Our Readiness for the Attack of the Flu Bug

Pharmaceutical CommercePharmaceutical Commerce - July/August 2009

The combination, in this issue, of our annual Product Security Report, plus a news feature on late-breaking developments in the preparations for the H1N1 flu vaccination campaign (p. 9), allows me to prognosticate on something about which I don’t think I’m sticking my neck out by even an inch: There will be reports of counterfeit or adulterated vaccines showing up as the flu season reaches its peak. For one thing, there were such reports last spring, when the H1N1 flu first showed up. For another, (as the news item relates), H1N1 is going to be distributed via an essentially novel supply chain, involving the Centers for Disease Control, state public health authorities, and a whole grab-bag of vaccine administration staff, determined state by state (i.e., it’s up to individual states to monitor who’s actually delivering vaccines to patients).

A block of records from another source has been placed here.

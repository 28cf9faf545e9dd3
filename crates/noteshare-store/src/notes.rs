//! The access-controlled note store.
//!
//! Every operation validates its identity arguments, then (for mutations)
//! takes the per-note lock, loads the note, checks the requester against the
//! [`AccessPolicy`], and issues a single write. Errors surface in that order:
//! `InvalidRequest`, `NotFound`, `Unauthorized`. Store calls are bounded by a
//! timeout and their failures pass through as `StoreFailure`.

use std::fmt;
use std::future::Future;
use std::sync::Arc;
use std::time::Duration;

use noteshare_core::{
    AccessPolicy, Email, NewNote, Note, NoteChanges, NoteFilter, NoteId, Operation, SetField,
};

use crate::backend::DocumentStore;
use crate::error::{AccessError, AccessResult, StoreError, StoreResult};
use crate::locks::NoteLocks;

/// Default bound on a single document store call.
pub const DEFAULT_STORE_TIMEOUT: Duration = Duration::from_secs(5);

pub struct AccessControlledNoteStore {
    backend: Arc<dyn DocumentStore>,
    locks: NoteLocks,
    policy: AccessPolicy,
    timeout: Duration,
}

impl AccessControlledNoteStore {
    /// Wrap a document store with the default policy and timeout.
    pub fn new(backend: Arc<dyn DocumentStore>) -> Self {
        Self {
            backend,
            locks: NoteLocks::new(),
            policy: AccessPolicy::default(),
            timeout: DEFAULT_STORE_TIMEOUT,
        }
    }

    #[must_use]
    pub fn with_policy(mut self, policy: AccessPolicy) -> Self {
        self.policy = policy;
        self
    }

    #[must_use]
    pub fn with_timeout(mut self, timeout: Duration) -> Self {
        self.timeout = timeout;
        self
    }

    pub fn policy(&self) -> AccessPolicy {
        self.policy
    }

    /// Get a reference to the underlying document store.
    pub fn backend(&self) -> &Arc<dyn DocumentStore> {
        &self.backend
    }

    // ========================================================================
    // Operations
    // ========================================================================

    /// All notes the requester owns or has been shared on.
    pub async fn list_notes_for(&self, requester_email: &str) -> AccessResult<Vec<Note>> {
        let requester = require_email(requester_email, "requester email")?;

        let notes = self
            .bounded(
                "find_matching",
                self.backend
                    .find_matching(&NoteFilter::AccessibleTo(requester.clone())),
            )
            .await?;

        tracing::debug!(requester = %requester, count = notes.len(), "Listed notes");
        Ok(notes)
    }

    /// Create a note owned by `owner_email`.
    ///
    /// Duplicates in `initial_shared_with` collapse and the owner is dropped
    /// from it. An empty entry is rejected.
    pub async fn create_note(
        &self,
        owner_email: &str,
        text: impl Into<String>,
        initial_shared_with: &[String],
    ) -> AccessResult<Note> {
        let owner = require_email(owner_email, "owner email")?;
        let shared_with = initial_shared_with
            .iter()
            .map(|raw| require_email(raw, "shared-with entry"))
            .collect::<AccessResult<Vec<_>>>()?;

        let new_note = NewNote::new(owner, text, shared_with);
        let id = self
            .bounded("insert", self.backend.insert(new_note.clone()))
            .await?;
        let note = new_note.with_id(id);

        tracing::info!(
            note_id = %note.id,
            owner = %note.owner_email,
            shared_count = note.shared_with.len(),
            "Note created"
        );
        Ok(note)
    }

    /// Replace the text of a note. Owner or shared addresses only.
    pub async fn edit_note_text(
        &self,
        note_id: NoteId,
        requester_email: &str,
        new_text: impl Into<String>,
    ) -> AccessResult<()> {
        let requester = require_email(requester_email, "requester email")?;
        let changes = NoteChanges::text(new_text);

        let _guard = self.locks.lock(note_id).await;
        self.authorize(note_id, &requester, Operation::Edit).await?;

        let applied = self
            .bounded("update_fields", self.backend.update_fields(note_id, &changes))
            .await?;
        if !applied {
            return Err(AccessError::NotFound(note_id));
        }

        tracing::info!(note_id = %note_id, requester = %requester, "Note text updated");
        Ok(())
    }

    /// Permanently remove a note.
    pub async fn delete_note(&self, note_id: NoteId, requester_email: &str) -> AccessResult<()> {
        let requester = require_email(requester_email, "requester email")?;

        let _guard = self.locks.lock(note_id).await;
        self.authorize(note_id, &requester, Operation::Delete).await?;

        let deleted = self
            .bounded("delete", self.backend.delete(note_id))
            .await?;
        if !deleted {
            return Err(AccessError::NotFound(note_id));
        }

        tracing::info!(note_id = %note_id, requester = %requester, "Note deleted");
        Ok(())
    }

    /// Add `target_email` to the share set. Only the owner may share.
    ///
    /// Sharing an address that is already present, or the owner's own
    /// address, succeeds without changing the note.
    pub async fn share_note(
        &self,
        note_id: NoteId,
        owner_requester_email: &str,
        target_email: &str,
    ) -> AccessResult<()> {
        let requester = require_email(owner_requester_email, "requester email")?;
        let target = require_email(target_email, "email to share with")?;

        let _guard = self.locks.lock(note_id).await;
        let note = self.authorize(note_id, &requester, Operation::Share).await?;

        if note.is_owner(&target) || note.shared_with.contains(&target) {
            tracing::debug!(note_id = %note_id, target = %target, "Share is a no-op");
            return Ok(());
        }

        let applied = self
            .bounded(
                "add_to_set_field",
                self.backend
                    .add_to_set_field(note_id, SetField::SharedWith, &target),
            )
            .await?;
        if !applied {
            return Err(AccessError::NotFound(note_id));
        }

        tracing::info!(note_id = %note_id, target = %target, "Note shared");
        Ok(())
    }

    // ========================================================================
    // Helpers
    // ========================================================================

    /// Load the note and check `requester` may perform `operation` on it.
    async fn authorize(
        &self,
        note_id: NoteId,
        requester: &Email,
        operation: Operation,
    ) -> AccessResult<Note> {
        let note = self
            .bounded("find_by_id", self.backend.find_by_id(note_id))
            .await?
            .ok_or(AccessError::NotFound(note_id))?;

        let access = note.access_for(requester);
        if !self.policy.permits(operation, access) {
            tracing::warn!(
                note_id = %note_id,
                requester = %requester,
                operation = %operation,
                "Permission denied"
            );
            return Err(AccessError::Unauthorized {
                operation,
                note_id,
                requester: requester.clone(),
            });
        }

        Ok(note)
    }

    /// Run a store call under the configured timeout.
    async fn bounded<T, F>(&self, operation: &'static str, call: F) -> AccessResult<T>
    where
        F: Future<Output = StoreResult<T>>,
    {
        match tokio::time::timeout(self.timeout, call).await {
            Ok(result) => result.map_err(AccessError::StoreFailure),
            Err(_) => Err(AccessError::StoreFailure(StoreError::Timeout {
                operation,
                after: self.timeout,
            })),
        }
    }
}

impl fmt::Debug for AccessControlledNoteStore {
    fn fmt(&self, f: &mut fmt::Formatter<'_>) -> fmt::Result {
        f.debug_struct("AccessControlledNoteStore")
            .field("policy", &self.policy)
            .field("timeout", &self.timeout)
            .finish_non_exhaustive()
    }
}

fn require_email(raw: &str, field: &str) -> AccessResult<Email> {
    Email::parse(raw).map_err(|_| AccessError::InvalidRequest(format!("{field} is required")))
}
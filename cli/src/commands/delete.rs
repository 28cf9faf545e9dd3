//! DELETE command - Delete a note.

use anyhow::Result;
use clap::Args;
use colored::Colorize;
use serde::Serialize;
use uuid::Uuid;

use super::{ActionResponse, Session, make_request, output};

/// Arguments for the delete command.
#[derive(Args)]
pub struct DeleteArgs {
    /// Note ID to delete
    pub note_id: Uuid,

    /// Skip confirmation prompt (for non-interactive use)
    #[arg(long, short = 'y')]
    pub yes: bool,
}

#[derive(Serialize)]
#[serde(rename_all = "camelCase")]
struct DeleteNoteRequest<'a> {
    requesting_user_email: &'a str,
}

/// Execute the delete command.
pub async fn execute(session: &Session, args: DeleteArgs) -> Result<()> {
    let email = session.require_email()?;

    // Confirmation prompt for interactive use
    if session.human && !args.yes {
        eprint!(
            "{} Are you sure you want to delete note {}? [y/N] ",
            "Warning:".yellow().bold(),
            args.note_id
        );

        use std::io::Write;
        std::io::stderr().flush()?;

        let mut input = String::new();
        std::io::stdin().read_line(&mut input)?;

        if !input.trim().eq_ignore_ascii_case("y") {
            eprintln!("Aborted.");
            return Ok(());
        }
    }

    let url = session.url(&format!("/api/notes/{}", args.note_id));
    let request_body = DeleteNoteRequest {
        requesting_user_email: email,
    };

    let response: ActionResponse =
        make_request(session.client.delete(&url).json(&request_body)).await?;

    output(&response, session.human)
}
//! Health check endpoint.

use axum::{Json, Router, routing::get};
use serde::Serialize;

use crate::state::AppState;

/// Health check response.
#[derive(Debug, Serialize)]
pub struct HealthResponse {
    /// Service status.
    pub status: String,
    /// Crate version.
    pub version: &'static str,
}

/// GET /health - Health check endpoint.
async fn health_check() -> Json<HealthResponse> {
    Json(HealthResponse {
        status: "ok".to_string(),
        version: env!("CARGO_PKG_VERSION"),
    })
}

/// Build health check routes.
pub fn routes() -> Router<AppState> {
    Router::new().route("/health", get(health_check))
}

#[cfg(test)]
mod tests {
    use super::*;

    #[tokio::test]
    async fn test_health_check() {
        let response = health_check().await;
        assert_eq!(response.status, "ok");
    }
}
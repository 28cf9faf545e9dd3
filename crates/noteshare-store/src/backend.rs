//! The document store collaborator.
//!
//! [`AccessControlledNoteStore`](crate::AccessControlledNoteStore) never talks
//! to a database directly; it drives one of these. Implementations must make
//! each individual call atomic for the row it touches. Read-check-write
//! sequences across calls are serialized by the caller.

use async_trait::async_trait;
use noteshare_core::{Email, NewNote, Note, NoteChanges, NoteFilter, NoteId, SetField};

use crate::error::StoreResult;

#[async_trait]
pub trait DocumentStore: Send + Sync {
    /// Persist a new note and return the identifier the store assigned.
    async fn insert(&self, note: NewNote) -> StoreResult<NoteId>;

    async fn find_by_id(&self, id: NoteId) -> StoreResult<Option<Note>>;

    /// All notes matching `filter`, in store order.
    async fn find_matching(&self, filter: &NoteFilter) -> StoreResult<Vec<Note>>;

    /// Replace fields on a note. Returns false if the id is absent.
    async fn update_fields(&self, id: NoteId, changes: &NoteChanges) -> StoreResult<bool>;

    /// Add `value` to a set-valued field if not already present.
    ///
    /// Returns false only if the id is absent; an existing value still counts
    /// as applied.
    async fn add_to_set_field(
        &self,
        id: NoteId,
        field: SetField,
        value: &Email,
    ) -> StoreResult<bool>;

    /// Remove a note. Returns false if the id is absent.
    async fn delete(&self, id: NoteId) -> StoreResult<bool>;
}
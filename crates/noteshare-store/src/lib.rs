//! noteshare-store: Storage layer and access control for noteshare
//!
//! This crate provides:
//! - The [`DocumentStore`] collaborator contract
//! - An in-memory store ([`MemoryStore`]) and a PostgreSQL store ([`PgStore`])
//! - [`AccessControlledNoteStore`], which gates every operation behind the
//!   sharing predicates from `noteshare-core`
//!
//! # Usage
//!
//! ```rust,ignore
//! use std::sync::Arc;
//! use noteshare_store::{AccessControlledNoteStore, MemoryStore};
//!
//! let notes = AccessControlledNoteStore::new(Arc::new(MemoryStore::new()));
//! let note = notes.create_note("a@x", "hi", &[]).await?;
//! notes.share_note(note.id, "a@x", "b@x").await?;
//! notes.edit_note_text(note.id, "b@x", "hi2").await?;
//! ```

pub mod backend;
pub mod error;
pub mod locks;
pub mod memory;
pub mod notes;
pub mod postgres;
pub mod schema;

pub use backend::DocumentStore;
pub use error::{AccessError, AccessResult, StoreError, StoreResult};
pub use locks::{NoteGuard, NoteLocks};
pub use memory::MemoryStore;
pub use notes::{AccessControlledNoteStore, DEFAULT_STORE_TIMEOUT};
pub use postgres::{PgStore, StoreConfig};

// Re-export noteshare-core for downstream crates
pub use noteshare_core;
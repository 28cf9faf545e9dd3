//! Entry point for the noteshare-server binary.

use noteshare_server::{
    config::{LogFormat, ServerConfig},
    connect_notes, middleware, routes,
    state::AppState,
};
use tokio::net::TcpListener;
use tokio::signal;
use tracing_subscriber::{EnvFilter, layer::SubscriberExt, util::SubscriberInitExt};

#[tokio::main]
async fn main() -> Result<(), Box<dyn std::error::Error>> {
    // Load configuration
    let config = ServerConfig::from_env()?;

    // Initialize tracing
    init_tracing(&config.log_level, config.log_format);

    tracing::info!("Starting noteshare-server");
    tracing::info!(
        port = config.port,
        log_level = %config.log_level,
        delete_policy = ?config.delete_policy,
        store_timeout_ms = config.store_timeout.as_millis() as u64,
        "Configuration loaded"
    );

    // Connect to the document store
    let notes = connect_notes(&config).await?;
    tracing::info!("Note store ready");

    // Build application state
    let state = AppState::new(notes, config.clone());

    // Build router with middleware
    let app = middleware::apply(routes::build_router(state), &config)?;

    // Create listener
    let addr = config.socket_addr();
    let listener = TcpListener::bind(addr).await?;
    tracing::info!("Listening on {}", addr);

    // Run server with graceful shutdown
    axum::serve(listener, app)
        .with_graceful_shutdown(shutdown_signal())
        .await?;

    tracing::info!("Server shutdown complete");
    Ok(())
}

/// Initialize the tracing subscriber.
fn init_tracing(log_level: &str, format: LogFormat) {
    let filter = EnvFilter::try_from_default_env().unwrap_or_else(|_| EnvFilter::new(log_level));

    let registry = tracing_subscriber::registry().with(filter);
    match format {
        LogFormat::Pretty => registry.with(tracing_subscriber::fmt::layer()).init(),
        LogFormat::Json => registry
            .with(tracing_subscriber::fmt::layer().json())
            .init(),
    }
}

/// Wait for shutdown signal (Ctrl+C or SIGTERM).
async fn shutdown_signal() {
    let ctrl_c = async {
        if let Err(e) = signal::ctrl_c().await {
            tracing::error!(error = %e, "Failed to install Ctrl+C handler");
            std::future::pending::<()>().await;
        }
    };

    #[cfg(unix)]
    let terminate = async {
        match signal::unix::signal(signal::unix::SignalKind::terminate()) {
            Ok(mut sigterm) => {
                sigterm.recv().await;
            }
            Err(e) => {
                tracing::error!(error = %e, "Failed to install SIGTERM handler");
                std::future::pending::<()>().await;
            }
        }
    };

    #[cfg(not(unix))]
    let terminate = std::future::pending::<()>();

    tokio::select! {
        _ = ctrl_c => {
            tracing::info!("Received Ctrl+C, starting graceful shutdown");
        }
        _ = terminate => {
            tracing::info!("Received SIGTERM, starting graceful shutdown");
        }
    }
}
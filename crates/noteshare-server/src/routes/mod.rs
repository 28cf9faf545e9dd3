//! Route definitions for the HTTP API.

pub mod health;
pub mod notes;
pub mod user;

use axum::Router;

use crate::state::AppState;

/// Build the complete router with all routes.
pub fn build_router(state: AppState) -> Router {
    Router::new()
        .merge(health::routes())
        .merge(notes::routes())
        .merge(user::routes())
        .with_state(state)
}
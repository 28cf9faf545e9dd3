use std::sync::Arc;

use axum::Router;
use axum::body::Body;
use http::{Request, StatusCode};
use http_body_util::BodyExt;
use noteshare_core::{AccessPolicy, DeletePolicy};
use noteshare_server::{AppState, ServerConfig, middleware, routes::build_router};
use noteshare_store::{AccessControlledNoteStore, MemoryStore};
use serde_json::{Value as JsonValue, json};
use tower::ServiceExt;

fn test_app() -> Router {
    test_app_with_policy(AccessPolicy::default())
}

fn test_app_with_policy(policy: AccessPolicy) -> Router {
    let notes = AccessControlledNoteStore::new(Arc::new(MemoryStore::new())).with_policy(policy);
    build_router(AppState::new(notes, ServerConfig::default()))
}

async fn send(app: &Router, method: &str, uri: &str, body: Option<JsonValue>) -> (StatusCode, JsonValue) {
    let builder = Request::builder().method(method).uri(uri);
    let request = match body {
        Some(body) => builder
            .header("content-type", "application/json")
            .body(Body::from(body.to_string()))
            .unwrap(),
        None => builder.body(Body::empty()).unwrap(),
    };

    let resp = app.clone().oneshot(request).await.unwrap();
    let status = resp.status();
    let bytes = resp
        .into_body()
        .collect()
        .await
        .expect("collect body")
        .to_bytes();
    let json = if bytes.is_empty() {
        JsonValue::Null
    } else {
        serde_json::from_slice(&bytes).expect("valid JSON response")
    };
    (status, json)
}

async fn create(app: &Router, owner: &str, text: &str) -> String {
    let (status, json) = send(
        app,
        "POST",
        "/api/notes",
        Some(json!({ "text": text, "user": { "email": owner } })),
    )
    .await;
    assert_eq!(status, StatusCode::CREATED);
    json["id"].as_str().expect("note id").to_string()
}

fn error_code(json: &JsonValue) -> Option<&str> {
    json.get("error")
        .and_then(|e| e.get("code"))
        .and_then(|c| c.as_str())
}

#[tokio::test]
async fn health_check_ok() {
    let app = test_app();
    let (status, json) = send(&app, "GET", "/health", None).await;
    assert_eq!(status, StatusCode::OK);
    assert_eq!(json["status"], "ok");
}

#[tokio::test]
async fn create_returns_note_payload() {
    let app = test_app();
    let (status, json) = send(
        &app,
        "POST",
        "/api/notes",
        Some(json!({ "text": "hi", "user": { "email": "a@x" }, "sharedWith": ["b@x", "a@x"] })),
    )
    .await;

    assert_eq!(status, StatusCode::CREATED);
    assert_eq!(json["text"], "hi");
    assert_eq!(json["ownerEmail"], "a@x");
    assert_eq!(json["sharedWith"], json!(["b@x"]));
    assert!(json["createdAt"].is_string());
    assert!(json["id"].is_string());
}

#[tokio::test]
async fn create_without_user_is_bad_request() {
    let app = test_app();
    let (status, json) = send(&app, "POST", "/api/notes", Some(json!({ "text": "hi" }))).await;
    assert_eq!(status, StatusCode::BAD_REQUEST);
    assert_eq!(error_code(&json), Some("BAD_REQUEST"));
}

#[tokio::test]
async fn malformed_json_is_bad_request() {
    let app = test_app();
    let request = Request::builder()
        .method("POST")
        .uri("/api/notes")
        .header("content-type", "application/json")
        .body(Body::from("{not json"))
        .unwrap();
    let resp = app.oneshot(request).await.unwrap();
    assert_eq!(resp.status(), StatusCode::BAD_REQUEST);
}

#[tokio::test]
async fn list_requires_email() {
    let app = test_app();
    let (status, _) = send(&app, "GET", "/api/notes", None).await;
    assert_eq!(status, StatusCode::BAD_REQUEST);
}

#[tokio::test]
async fn malformed_list_query_uses_error_envelope() {
    let app = test_app();
    let (status, json) = send(&app, "GET", "/api/notes?email=a@x&email=b@x", None).await;
    assert_eq!(status, StatusCode::BAD_REQUEST);
    assert_eq!(error_code(&json), Some("BAD_REQUEST"));
    assert!(json["error"]["message"].is_string());
}

#[tokio::test]
async fn list_shows_owned_and_shared_notes_only() {
    let app = test_app();
    let mine = create(&app, "a@x", "mine").await;
    let theirs = create(&app, "c@x", "theirs").await;

    let (status, _) = send(
        &app,
        "PUT",
        &format!("/api/notes/{theirs}/share"),
        Some(json!({ "emailToShareWith": "a@x", "requestingUserEmail": "c@x" })),
    )
    .await;
    assert_eq!(status, StatusCode::OK);
    create(&app, "c@x", "private").await;

    let (status, json) = send(&app, "GET", "/api/notes?email=a@x", None).await;
    assert_eq!(status, StatusCode::OK);
    let mut ids: Vec<&str> = json
        .as_array()
        .unwrap()
        .iter()
        .map(|n| n["id"].as_str().unwrap())
        .collect();
    ids.sort_unstable();
    let mut expected = vec![mine.as_str(), theirs.as_str()];
    expected.sort_unstable();
    assert_eq!(ids, expected);
}

#[tokio::test]
async fn sharing_flow_over_http() {
    let app = test_app();
    let id = create(&app, "a@x", "hi").await;

    let (status, json) = send(
        &app,
        "PUT",
        &format!("/api/notes/{id}/share"),
        Some(json!({ "emailToShareWith": "b@x", "requestingUserEmail": "a@x" })),
    )
    .await;
    assert_eq!(status, StatusCode::OK);
    assert_eq!(json["success"], true);
    assert_eq!(json["message"], "Note shared with b@x");

    let (status, _) = send(
        &app,
        "PUT",
        &format!("/api/notes/{id}"),
        Some(json!({ "text": "hi2", "requestingUserEmail": "b@x" })),
    )
    .await;
    assert_eq!(status, StatusCode::OK);

    let (_, listed) = send(&app, "GET", "/api/notes?email=b@x", None).await;
    assert_eq!(listed[0]["text"], "hi2");
    assert_eq!(listed[0]["ownerEmail"], "a@x");

    let (status, json) = send(
        &app,
        "DELETE",
        &format!("/api/notes/{id}"),
        Some(json!({ "requestingUserEmail": "c@x" })),
    )
    .await;
    assert_eq!(status, StatusCode::FORBIDDEN);
    assert_eq!(error_code(&json), Some("FORBIDDEN"));

    let (status, _) = send(
        &app,
        "DELETE",
        &format!("/api/notes/{id}"),
        Some(json!({ "requestingUserEmail": "b@x" })),
    )
    .await;
    assert_eq!(status, StatusCode::OK);

    let (_, listed) = send(&app, "GET", "/api/notes?email=a@x", None).await;
    assert_eq!(listed, json!([]));
}

#[tokio::test]
async fn only_owner_may_share() {
    let app = test_app();
    let id = create(&app, "a@x", "hi").await;
    send(
        &app,
        "PUT",
        &format!("/api/notes/{id}/share"),
        Some(json!({ "emailToShareWith": "b@x", "requestingUserEmail": "a@x" })),
    )
    .await;

    let (status, _) = send(
        &app,
        "PUT",
        &format!("/api/notes/{id}/share"),
        Some(json!({ "emailToShareWith": "c@x", "requestingUserEmail": "b@x" })),
    )
    .await;
    assert_eq!(status, StatusCode::FORBIDDEN);
}

#[tokio::test]
async fn share_requires_both_emails() {
    let app = test_app();
    let id = create(&app, "a@x", "hi").await;
    let (status, _) = send(
        &app,
        "PUT",
        &format!("/api/notes/{id}/share"),
        Some(json!({ "requestingUserEmail": "a@x" })),
    )
    .await;
    assert_eq!(status, StatusCode::BAD_REQUEST);
}

#[tokio::test]
async fn edit_without_requester_is_bad_request() {
    let app = test_app();
    let id = create(&app, "a@x", "hi").await;
    let (status, _) = send(
        &app,
        "PUT",
        &format!("/api/notes/{id}"),
        Some(json!({ "text": "x" })),
    )
    .await;
    assert_eq!(status, StatusCode::BAD_REQUEST);
}

#[tokio::test]
async fn unknown_and_malformed_ids_are_not_found() {
    let app = test_app();
    for id in [uuid_like(), "not-a-uuid".to_string()] {
        let (status, json) = send(
            &app,
            "PUT",
            &format!("/api/notes/{id}"),
            Some(json!({ "text": "x", "requestingUserEmail": "a@x" })),
        )
        .await;
        assert_eq!(status, StatusCode::NOT_FOUND, "id {id}");
        assert_eq!(error_code(&json), Some("NOT_FOUND"));
    }
}

#[tokio::test]
async fn owner_only_delete_policy_over_http() {
    let app = test_app_with_policy(AccessPolicy {
        delete: DeletePolicy::OwnerOnly,
    });
    let id = create(&app, "a@x", "hi").await;
    send(
        &app,
        "PUT",
        &format!("/api/notes/{id}/share"),
        Some(json!({ "emailToShareWith": "b@x", "requestingUserEmail": "a@x" })),
    )
    .await;

    let (status, _) = send(
        &app,
        "DELETE",
        &format!("/api/notes/{id}"),
        Some(json!({ "requestingUserEmail": "b@x" })),
    )
    .await;
    assert_eq!(status, StatusCode::FORBIDDEN);
}

#[tokio::test]
async fn placeholder_user_endpoint() {
    let app = test_app();
    let (status, json) = send(&app, "GET", "/api/user", None).await;
    assert_eq!(status, StatusCode::OK);
    assert_eq!(json["email"], "dev@example.com");
    assert_eq!(json["name"], "Developer");
}

#[tokio::test]
async fn request_id_is_generated_and_echoed() {
    let config = ServerConfig::default();
    let app = middleware::apply(test_app(), &config).unwrap();

    let resp = app
        .clone()
        .oneshot(Request::builder().uri("/health").body(Body::empty()).unwrap())
        .await
        .unwrap();
    assert!(resp.headers().contains_key("x-request-id"));

    let resp = app
        .oneshot(
            Request::builder()
                .uri("/health")
                .header("x-request-id", "abc-123")
                .body(Body::empty())
                .unwrap(),
        )
        .await
        .unwrap();
    assert_eq!(resp.headers()["x-request-id"], "abc-123");
}

fn uuid_like() -> String {
    "00000000-0000-4000-8000-000000000000".to_string()
}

And this is all being done under extraordinarily compressed time frames.

I’m not trying to be alarmist with my prediction. As the Product Security Report details, there is a continuing stream of fake or adulterated product sloshing around in the US distribution system all the time. The latest twist seems to be a run of truckloads of legitimate product being hijacked by thieves, mishandled, and then introduced into normal pharmaceutical distribution channels (emphasis mine), and making people sick. More fake product shows up, more people get sick—we seem to have developed a tolerance for what is an avoidable situation. A year has passed since the postponement of the California e-pedigree standards, and the relatively low level of industry activity (in the US; in other parts of the world, drug tracking technologies and processes are rolling ahead) makes one nostalgic for those lively California Board of Pharmacy meetings that were occurring quarterly during 2007 and 2008.

And if these bad-vaccine stories do crop up, they will overarch a great story that is already coming together: How the US pharmaceutical distribution system met the challenge of delivering what one participant has called “the largest single public health action in the history of humanity.” Authorities are planning for at least half the population of the country to be vaccinated in roughly a four-month period. Some very good news was received by the industry in early September—that patients won’t require a twofold injection, which would have doubled the scale of the task. It’s also worth noting that vaccine administration has a cold-chain delivery requirement: Products must be kept in a cooled condition throughout their distribution and storage. We’re keeping our fingers crossed that the whole process runs smoothly.